■ **Supplied records**
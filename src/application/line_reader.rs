// Line reader seam - Where raw chunks come from
use crate::domain::reading::RawChunk;
use std::sync::{Arc, Mutex};
use thiserror::Error;

/// Faults on the serial link itself. Ordinary absence of data is not an error.
#[derive(Debug, Error)]
pub enum ReaderError {
    #[error("serial link unavailable: {0}")]
    Link(String),
    #[error("serial read failed: {0}")]
    Io(#[from] std::io::Error),
}

/// Source of newline-terminated chunks. `poll` never waits for a line when
/// nothing is pending; it returns `Ok(None)` straight away.
pub trait LineReader: Send {
    fn poll(&mut self) -> Result<Option<RawChunk>, ReaderError>;

    /// Human-readable link identifier for logs.
    fn describe(&self) -> String;

    /// Release the underlying handle. Polls after `close` report no data.
    fn close(&mut self) {}
}

/// Readers are shared between the devices wired to the same physical link;
/// the mutex keeps reads on one link strictly sequential.
pub type SharedReader = Arc<Mutex<Box<dyn LineReader>>>;

pub fn shared(reader: Box<dyn LineReader>) -> SharedReader {
    Arc::new(Mutex::new(reader))
}

/// Stand-in used when no serial link could be opened.
#[derive(Debug)]
pub struct DisconnectedReader {
    port: String,
}

impl DisconnectedReader {
    pub fn new(port: impl Into<String>) -> Self {
        Self { port: port.into() }
    }
}

impl LineReader for DisconnectedReader {
    fn poll(&mut self) -> Result<Option<RawChunk>, ReaderError> {
        Ok(None)
    }

    fn describe(&self) -> String {
        format!("{} (disconnected)", self.port)
    }
}
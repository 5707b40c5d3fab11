// Device domain model
/// One physical sensor unit polled by the ingest pipeline.
#[derive(Debug, Clone, PartialEq, Eq)]
pub struct Device {
    pub id: String,
    pub name: String,
}

impl Device {
    pub fn new(id: impl Into<String>, name: impl Into<String>) -> Self {
        Self {
            id: id.into(),
            name: name.into(),
        }
    }

    /// Device with a name derived from its identifier.
    pub fn from_id(id: impl Into<String>) -> Self {
        let id = id.into();
        let name = Self::format_name(&id);
        Self { id, name }
    }

    fn format_name(id: &str) -> String {
        // Convert "esp32_001_" to "esp32 001"
        id.trim_end_matches('_').replace('_', " ")
    }
}
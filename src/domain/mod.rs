// Domain layer - Plain data types shared by the ingest pipeline and the collector
pub mod device;
pub mod monitoring;
pub mod reading;
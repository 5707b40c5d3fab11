// Infrastructure layer - External dependencies and adapters
pub mod audit_log;
pub mod collector_client;
pub mod config;
pub mod http_response;
pub mod serial_reader;
pub mod sqlite_repository;
// Collector-side monitoring models
use chrono::{DateTime, FixedOffset, NaiveDateTime, TimeZone, Utc};
use serde::{Deserialize, Serialize};

/// Reading POSTed to the collector. Lenient: error records and partially
/// valid readings arrive through the same endpoint.
#[derive(Debug, Clone, Deserialize)]
pub struct IncomingReading {
    pub device_id: String,
    #[serde(default)]
    pub is_error: bool,
    #[serde(default)]
    pub timestamp: Option<String>,
    #[serde(default)]
    pub ph_value: Option<f64>,
    #[serde(default)]
    pub tds_value: Option<f64>,
    #[serde(default)]
    pub temperature: Option<f64>,
    #[serde(default)]
    pub error: Option<String>,
    #[serde(default)]
    pub raw_data: Option<String>,
    #[serde(default)]
    pub raw_bytes: Option<String>,
}

impl IncomingReading {
    /// Resolve the timestamp (naive values are read in `offset`) and fall back
    /// to `received_at` when it is absent or unparseable.
    pub fn into_new_reading(self, received_at: DateTime<Utc>, offset: FixedOffset) -> NewReading {
        let timestamp = self
            .timestamp
            .as_deref()
            .and_then(|ts| parse_timestamp(ts, offset))
            .unwrap_or(received_at);

        NewReading {
            device_id: self.device_id,
            ph_value: self.ph_value,
            tds_value: self.tds_value,
            temperature: self.temperature,
            timestamp,
            is_error: self.is_error,
            error: self.error,
            raw_data: self.raw_data,
            raw_bytes: self.raw_bytes,
        }
    }
}

fn parse_timestamp(value: &str, offset: FixedOffset) -> Option<DateTime<Utc>> {
    if let Ok(ts) = DateTime::parse_from_rfc3339(value) {
        return Some(ts.with_timezone(&Utc));
    }
    NaiveDateTime::parse_from_str(value, "%Y-%m-%dT%H:%M:%S%.f")
        .ok()
        .and_then(|naive| offset.from_local_datetime(&naive).single())
        .map(|ts| ts.with_timezone(&Utc))
}

#[derive(Debug, Clone, PartialEq)]
pub struct NewReading {
    pub device_id: String,
    pub ph_value: Option<f64>,
    pub tds_value: Option<f64>,
    pub temperature: Option<f64>,
    pub timestamp: DateTime<Utc>,
    pub is_error: bool,
    pub error: Option<String>,
    pub raw_data: Option<String>,
    pub raw_bytes: Option<String>,
}

#[derive(Debug, Clone, PartialEq, Serialize)]
pub struct StoredReading {
    pub id: i64,
    pub device_id: String,
    pub ph_value: Option<f64>,
    pub tds_value: Option<f64>,
    pub temperature: Option<f64>,
    pub timestamp: DateTime<Utc>,
    pub is_error: bool,
    #[serde(skip_serializing_if = "Option::is_none")]
    pub error: Option<String>,
    #[serde(skip_serializing_if = "Option::is_none")]
    pub raw_data: Option<String>,
    #[serde(skip_serializing_if = "Option::is_none")]
    pub raw_bytes: Option<String>,
}

/// Dashboard headline values.
#[derive(Debug, Clone, PartialEq, Serialize)]
pub struct LatestValues {
    pub ph_value: Option<f64>,
    pub tds_value: Option<f64>,
    pub temperature: Option<f64>,
}

impl From<&StoredReading> for LatestValues {
    fn from(reading: &StoredReading) -> Self {
        Self {
            ph_value: reading.ph_value,
            tds_value: reading.tds_value,
            temperature: reading.temperature,
        }
    }
}

#[derive(Debug, Clone, PartialEq, Serialize)]
pub struct DeviceSnapshot {
    pub device_id: String,
    pub ph_value: Option<f64>,
    pub tds_value: Option<f64>,
    pub temperature: Option<f64>,
    pub created_at: String,
}

impl DeviceSnapshot {
    pub fn new(reading: &StoredReading, offset: FixedOffset) -> Self {
        Self {
            device_id: reading.device_id.clone(),
            ph_value: reading.ph_value,
            tds_value: reading.tds_value,
            temperature: reading.temperature,
            created_at: reading.timestamp.with_timezone(&offset).to_rfc3339(),
        }
    }
}

#[derive(Debug, Clone, PartialEq, Serialize)]
pub struct HistoryEntry {
    pub device_id: String,
    pub timestamp: String,
    pub ph_value: Option<f64>,
    pub tds_value: Option<f64>,
    pub temperature: Option<f64>,
}

impl HistoryEntry {
    pub fn new(reading: &StoredReading, offset: FixedOffset) -> Self {
        Self {
            device_id: reading.device_id.clone(),
            timestamp: reading.timestamp.with_timezone(&offset).to_rfc3339(),
            ph_value: reading.ph_value,
            tds_value: reading.tds_value,
            temperature: reading.temperature,
        }
    }
}

/// Per-day series for the dashboard charts.
#[derive(Debug, Clone, Default, PartialEq, Serialize)]
#[serde(rename_all = "camelCase")]
pub struct ChartSeries {
    pub time_labels: Vec<String>,
    pub ph_values: Vec<Option<f64>>,
    pub tds_values: Vec<Option<f64>>,
    pub temperature_values: Vec<Option<f64>>,
}

impl ChartSeries {
    pub fn from_readings(readings: &[StoredReading], offset: FixedOffset) -> Self {
        let mut series = Self::default();
        for reading in readings {
            series.time_labels.push(
                reading
                    .timestamp
                    .with_timezone(&offset)
                    .format("%H:%M")
                    .to_string(),
            );
            series.ph_values.push(reading.ph_value);
            series.tds_values.push(reading.tds_value);
            series.temperature_values.push(reading.temperature);
        }
        series
    }
}

#[derive(Debug, Clone, PartialEq, Serialize, Deserialize)]
pub struct WaterBodyLocation {
    pub device_id: String,
    pub latitude: f64,
    pub longitude: f64,
}

#[derive(Debug, Clone, PartialEq, Eq, Deserialize)]
pub struct Credentials {
    pub username: String,
    pub password: String,
}

#[cfg(test)]
mod tests {
    use super::*;

    fn cat() -> FixedOffset {
        FixedOffset::east_opt(2 * 3600).unwrap()
    }

    fn incoming(timestamp: Option<&str>) -> IncomingReading {
        IncomingReading {
            device_id: "esp32_001".to_string(),
            is_error: false,
            timestamp: timestamp.map(str::to_string),
            ph_value: Some(7.1),
            tds_value: None,
            temperature: Some(24.0),
            error: None,
            raw_data: None,
            raw_bytes: None,
        }
    }

    #[test]
    fn test_timestamp_resolution() {
        let received = Utc.with_ymd_and_hms(2024, 5, 1, 8, 0, 0).unwrap();

        let rfc = incoming(Some("2024-05-01T09:15:00+02:00")).into_new_reading(received, cat());
        assert_eq!(rfc.timestamp, Utc.with_ymd_and_hms(2024, 5, 1, 7, 15, 0).unwrap());

        let naive = incoming(Some("2024-05-01T09:15:00.250000")).into_new_reading(received, cat());
        assert_eq!(naive.timestamp.format("%H:%M:%S%.3f").to_string(), "07:15:00.250");

        let garbage = incoming(Some("yesterday")).into_new_reading(received, cat());
        assert_eq!(garbage.timestamp, received);

        let absent = incoming(None).into_new_reading(received, cat());
        assert_eq!(absent.timestamp, received);
        assert_eq!(absent.tds_value, None);
    }

    #[test]
    fn test_chart_labels_use_display_offset() {
        let reading = StoredReading {
            id: 1,
            device_id: "esp32_001".to_string(),
            ph_value: Some(6.9),
            tds_value: Some(410.0),
            temperature: None,
            timestamp: Utc.with_ymd_and_hms(2024, 5, 1, 22, 5, 0).unwrap(),
            is_error: false,
            error: None,
            raw_data: None,
            raw_bytes: None,
        };

        let series = ChartSeries::from_readings(&[reading], cat());
        assert_eq!(series.time_labels, vec!["00:05".to_string()]);
        assert_eq!(series.ph_values, vec![Some(6.9)]);
        assert_eq!(series.temperature_values, vec![None]);
    }
}
// Monitoring service - Use cases behind the collector's HTTP surface
use crate::application::monitoring_repository::MonitoringRepository;
use crate::domain::monitoring::{
    ChartSeries, Credentials, DeviceSnapshot, HistoryEntry, IncomingReading, LatestValues,
    StoredReading, WaterBodyLocation,
};
use anyhow::Context;
use chrono::{Days, FixedOffset, NaiveDate, TimeZone, Utc};
use std::sync::Arc;

#[derive(Clone)]
pub struct MonitoringService {
    repository: Arc<dyn MonitoringRepository>,
    offset: FixedOffset,
}

impl MonitoringService {
    /// `offset` is the wall-clock zone used for rendering and day boundaries.
    pub fn new(repository: Arc<dyn MonitoringRepository>, offset: FixedOffset) -> Self {
        Self { repository, offset }
    }

    pub async fn ingest(&self, reading: IncomingReading) -> anyhow::Result<i64> {
        let reading = reading.into_new_reading(Utc::now(), self.offset);
        let device_id = reading.device_id.clone();
        let is_error = reading.is_error;
        let id = self.repository.insert_reading(reading).await?;
        tracing::debug!(device_id = %device_id, id, is_error, "Stored reading");
        Ok(id)
    }

    pub async fn all_readings(&self) -> anyhow::Result<Vec<StoredReading>> {
        self.repository.list_readings().await
    }

    /// Latest non-error row for every device that has one.
    pub async fn latest_per_device(&self) -> anyhow::Result<Vec<StoredReading>> {
        let mut latest = Vec::new();
        for device_id in self.repository.list_device_ids().await? {
            if let Some(reading) = self.repository.latest_reading(Some(&device_id)).await? {
                latest.push(reading);
            }
        }
        Ok(latest)
    }

    pub async fn device_ids(&self) -> anyhow::Result<Vec<String>> {
        self.repository.list_device_ids().await
    }

    pub async fn global_latest(&self) -> anyhow::Result<Option<LatestValues>> {
        let reading = self.repository.latest_reading(None).await?;
        Ok(reading.as_ref().map(LatestValues::from))
    }

    pub async fn latest_for_device(&self, device_id: &str) -> anyhow::Result<Option<DeviceSnapshot>> {
        let reading = self.repository.latest_reading(Some(device_id)).await?;
        Ok(reading.map(|r| DeviceSnapshot::new(&r, self.offset)))
    }

    pub async fn history(&self, device_id: &str) -> anyhow::Result<Vec<HistoryEntry>> {
        let readings = self.repository.device_history(device_id).await?;
        Ok(readings
            .iter()
            .map(|r| HistoryEntry::new(r, self.offset))
            .collect())
    }

    /// Points for one local calendar day.
    pub async fn chart(&self, device_id: &str, date: NaiveDate) -> anyhow::Result<ChartSeries> {
        let start = self
            .offset
            .from_local_datetime(&date.and_time(chrono::NaiveTime::MIN))
            .single()
            .with_context(|| format!("no local midnight for {date}"))?
            .with_timezone(&Utc);
        let end = start
            .checked_add_days(Days::new(1))
            .with_context(|| format!("date {date} out of range"))?;

        let readings = self.repository.readings_between(device_id, start, end).await?;
        Ok(ChartSeries::from_readings(&readings, self.offset))
    }

    pub async fn set_location(&self, location: WaterBodyLocation) -> anyhow::Result<WaterBodyLocation> {
        self.repository.upsert_location(location).await
    }

    pub async fn location(&self, device_id: &str) -> anyhow::Result<Option<WaterBodyLocation>> {
        self.repository.get_location(device_id).await
    }

    pub async fn locations(&self) -> anyhow::Result<Vec<WaterBodyLocation>> {
        self.repository.list_locations().await
    }

    /// Plaintext comparison against the stored password.
    pub async fn login(&self, credentials: &Credentials) -> anyhow::Result<bool> {
        let stored = self
            .repository
            .find_user_password(&credentials.username)
            .await?;
        Ok(stored.is_some_and(|password| password == credentials.password))
    }

    pub async fn seed_user(&self, username: &str, password: &str) -> anyhow::Result<()> {
        self.repository.ensure_user(username, password).await
    }
}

■ **Work item**
Show every line from the entries that includes the word "DeviceSnapshot".

■ **Solution below**
pub struct DeviceSnapshot {
impl DeviceSnapshot {
    ChartSeries, Credentials, DeviceSnapshot, HistoryEntry, IncomingReading, LatestValues,
    pub async fn latest_for_device(&self, device_id: &str) -> anyhow::Result<Option<DeviceSnapshot>> {
        Ok(reading.map(|r| DeviceSnapshot::new(&r, self.offset)))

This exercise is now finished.